# WHAT YOU HAVE TO DO
Output all of the entries below precisely as written.

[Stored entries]
++++++++++
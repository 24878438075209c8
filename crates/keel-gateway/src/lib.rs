//! Gateway to the external LLM service.
//!
//! Two operations per decision: rank the user's principles against a
//! situation and generate one reflection question per matched principle,
//! then synthesize advice from the answered reflections. Plus a cheap
//! credential probe. The service is consumed as a black box speaking an
//! OpenAI-compatible chat-completions protocol.

pub mod error;
pub mod gateway;
pub mod prompt;
pub mod wire;

/// Gateway error type.
pub use error::GatewayError;
/// Gateway interface and HTTP implementation.
pub use gateway::{DecisionGateway, FALLBACK_ADVICE, HttpGateway};
/// Status bar with spinner while a call is outstanding.
fn draw_status_bar(frame: &mut Frame<'_>, app: &App, area: Rect) {
    let line = if app.busy() {
        Line::from(vec![
            Span::styled(
                format!(" {} ", SPINNER_FRAMES[app.spinner_frame]),
                Style::default().fg(PRIMARY),
            ),
            Span::styled("waiting for the model…", Style::default().fg(TEXT_MUTED)),
        ])
    } else {
        Line::from(Span::styled(
            format!(" {}", app.status),
            Style::default().fg(TEXT_MUTED),
        ))
    };
    frame.render_widget(Paragraph::new(line), area);
}

/// Centered credential entry overlay; input is masked.
fn draw_credential_overlay(frame: &mut Frame<'_>, app: &App) {
    let area = centered_rect(60, 7, frame.area());
    frame.render_widget(Clear, area);
    let masked = "•".repeat(app.credential_input.chars().count());
    let status = match app.engine.workflow().credential() {
        CredentialStatus::Testing => Span::styled("testing…", Style::default().fg(TEXT_MUTED)),
        CredentialStatus::Invalid => Span::styled(
            "rejected, check the key and try again",
            Style::default().fg(ERROR),
        ),
        _ => Span::styled(
            "stored locally, obfuscated but not encrypted",
            Style::default().fg(TEXT_MUTED),
        ),
    };
    let lines = vec![
        Line::from(Span::styled(
            " Enter your API credential",
            Style::default().fg(TEXT),
        )),
        Line::from(Span::styled(
            format!(" {masked}_"),
            Style::default().fg(TEXT),
        )),
        Line::from(status),
    ];
    frame.render_widget(
        Paragraph::new(lines).block(
            Block::default()
                .borders(Borders::ALL)
                .border_type(BorderType::Rounded)
                .border_style(Style::default().fg(BORDER_ACTIVE))
                .title(" credential "),
        ),
        area,
    );
}

/// Fixed-height rectangle centered in the given area.
fn centered_rect(percent_x: u16, height: u16, area: Rect) -> Rect {
    let vertical = Layout::default()
        .direction(Direction::Vertical)
        .constraints([
            Constraint::Min(0),
            Constraint::Length(height),
            Constraint::Min(0),
        ])
        .split(area);
    let horizontal = Layout::default()
        .direction(Direction::Horizontal)
        .constraints([
            Constraint::Percentage((100 - percent_x) / 2),
            Constraint::Percentage(percent_x),
            Constraint::Percentage((100 - percent_x) / 2),
        ])
        .split(vertical[1]);
    horizontal[1]
}

/// Truncate a string for a one-line summary.
fn truncate(value: &str, max_chars: usize) -> String {
    if value.chars().count() <= max_chars {
        return value.to_string();
    }
    let mut truncated: String = value.chars().take(max_chars).collect();
    truncated.push('…');
    truncated
}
++++++++++
# SOLUTION
repository 24878438075209c8
filename crates/keel-gateway/src/lib.rs
//! Gateway to the external LLM service.
//!
//! Two operations per decision: rank the user's principles against a
//! situation and generate one reflection question per matched principle,
//! then synthesize advice from the answered reflections. Plus a cheap
//! credential probe. The service is consumed as a black box speaking an
//! OpenAI-compatible chat-completions protocol.

pub mod error;
pub mod gateway;
pub mod prompt;
pub mod wire;

/// Gateway error type.
pub use error::GatewayError;
/// Gateway interface and HTTP implementation.
pub use gateway::{DecisionGateway, FALLBACK_ADVICE, HttpGateway};
/// Status bar with spinner while a call is outstanding.
fn draw_status_bar(frame: &mut Frame<'_>, app: &App, area: Rect) {
    let line = if app.busy() {
        Line::from(vec![
            Span::styled(
                format!(" {} ", SPINNER_FRAMES[app.spinner_frame]),
                Style::default().fg(PRIMARY),
            ),
            Span::styled("waiting for the model…", Style::default().fg(TEXT_MUTED)),
        ])
    } else {
        Line::from(Span::styled(
            format!(" {}", app.status),
            Style::default().fg(TEXT_MUTED),
        ))
    };
    frame.render_widget(Paragraph::new(line), area);
}

/// Centered credential entry overlay; input is masked.
fn draw_credential_overlay(frame: &mut Frame<'_>, app: &App) {
    let area = centered_rect(60, 7, frame.area());
    frame.render_widget(Clear, area);
    let masked = "•".repeat(app.credential_input.chars().count());
    let status = match app.engine.workflow().credential() {
        CredentialStatus::Testing => Span::styled("testing…", Style::default().fg(TEXT_MUTED)),
        CredentialStatus::Invalid => Span::styled(
            "rejected, check the key and try again",
            Style::default().fg(ERROR),
        ),
        _ => Span::styled(
            "stored locally, obfuscated but not encrypted",
            Style::default().fg(TEXT_MUTED),
        ),
    };
    let lines = vec![
        Line::from(Span::styled(
            " Enter your API credential",
            Style::default().fg(TEXT),
        )),
        Line::from(Span::styled(
            format!(" {masked}_"),
            Style::default().fg(TEXT),
        )),
        Line::from(status),
    ];
    frame.render_widget(
        Paragraph::new(lines).block(
            Block::default()
                .borders(Borders::ALL)
                .border_type(BorderType::Rounded)
                .border_style(Style::default().fg(BORDER_ACTIVE))
                .title(" credential "),
        ),
        area,
    );
}

/// Fixed-height rectangle centered in the given area.
fn centered_rect(percent_x: u16, height: u16, area: Rect) -> Rect {
    let vertical = Layout::default()
        .direction(Direction::Vertical)
        .constraints([
            Constraint::Min(0),
            Constraint::Length(height),
            Constraint::Min(0),
        ])
        .split(area);
    let horizontal = Layout::default()
        .direction(Direction::Horizontal)
        .constraints([
            Constraint::Percentage((100 - percent_x) / 2),
            Constraint::Percentage(percent_x),
            Constraint::Percentage((100 - percent_x) / 2),
        ])
        .split(vertical[1]);
    horizontal[1]
}

/// Truncate a string for a one-line summary.
fn truncate(value: &str, max_chars: usize) -> String {
    if value.chars().count() <= max_chars {
        return value.to_string();
    }
    let mut truncated: String = value.chars().take(max_chars).collect();
    truncated.push('…');
    truncated
}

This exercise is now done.